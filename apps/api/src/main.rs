use std::net::SocketAddr;
use std::sync::Arc;

use dotenv::dotenv;
use tokio::net::TcpListener;
use tower_http::cors::{Any, CorsLayer};
use tower_http::trace::{self, TraceLayer};
use tracing::{info, Level};
use tracing_subscriber::{layer::SubscriberExt, util::SubscriberInitExt};

mod router;

use shared_config::AppConfig;

#[tokio::main]
async fn main() {
    dotenv().ok();

    tracing_subscriber::registry()
        .with(tracing_subscriber::EnvFilter::new(
            std::env::var("RUST_LOG").unwrap_or_else(|_| "info,tower_http=debug".into()),
        ))
        .with(tracing_subscriber::fmt::layer())
        .init();

    info!("Starting clinic operations API server");

    let config = AppConfig::from_env();

    let cors = CorsLayer::new()
        .allow_origin(Any)
        .allow_methods(Any)
        .allow_headers(Any);

    let state = Arc::new(config);

    let app = router::create_router(state)
        .layer(
            TraceLayer::new_for_http()
                .make_span_with(trace::DefaultMakeSpan::new().level(Level::INFO))
                .on_response(trace::DefaultOnResponse::new().level(Level::INFO)),
        )
        .layer(cors);

    let addr = SocketAddr::from(([0, 0, 0, 0], 3000));
    info!("Listening on {}", addr);

    let listener = TcpListener::bind(addr).await.unwrap();
    axum::serve(listener, app).await.unwrap();
}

### What to work on
Write out the data again, exactly and in full.

### Solution below
filename apps/api/src/main.rs
use std::net::SocketAddr;
use std::sync::Arc;

use dotenv::dotenv;
use tokio::net::TcpListener;
use tower_http::cors::{Any, CorsLayer};
use tower_http::trace::{self, TraceLayer};
use tracing::{info, Level};
use tracing_subscriber::{layer::SubscriberExt, util::SubscriberInitExt};

mod router;

use shared_config::AppConfig;

#[tokio::main]
async fn main() {
    dotenv().ok();

    tracing_subscriber::registry()
        .with(tracing_subscriber::EnvFilter::new(
            std::env::var("RUST_LOG").unwrap_or_else(|_| "info,tower_http=debug".into()),
        ))
        .with(tracing_subscriber::fmt::layer())
        .init();

    info!("Starting clinic operations API server");

    let config = AppConfig::from_env();

    let cors = CorsLayer::new()
        .allow_origin(Any)
        .allow_methods(Any)
        .allow_headers(Any);

    let state = Arc::new(config);

    let app = router::create_router(state)
        .layer(
            TraceLayer::new_for_http()
                .make_span_with(trace::DefaultMakeSpan::new().level(Level::INFO))
                .on_response(trace::DefaultOnResponse::new().level(Level::INFO)),
        )
        .layer(cors);

    let addr = SocketAddr::from(([0, 0, 0, 0], 3000));
    info!("Listening on {}", addr);

    let listener = TcpListener::bind(addr).await.unwrap();
    axum::serve(listener, app).await.unwrap();
}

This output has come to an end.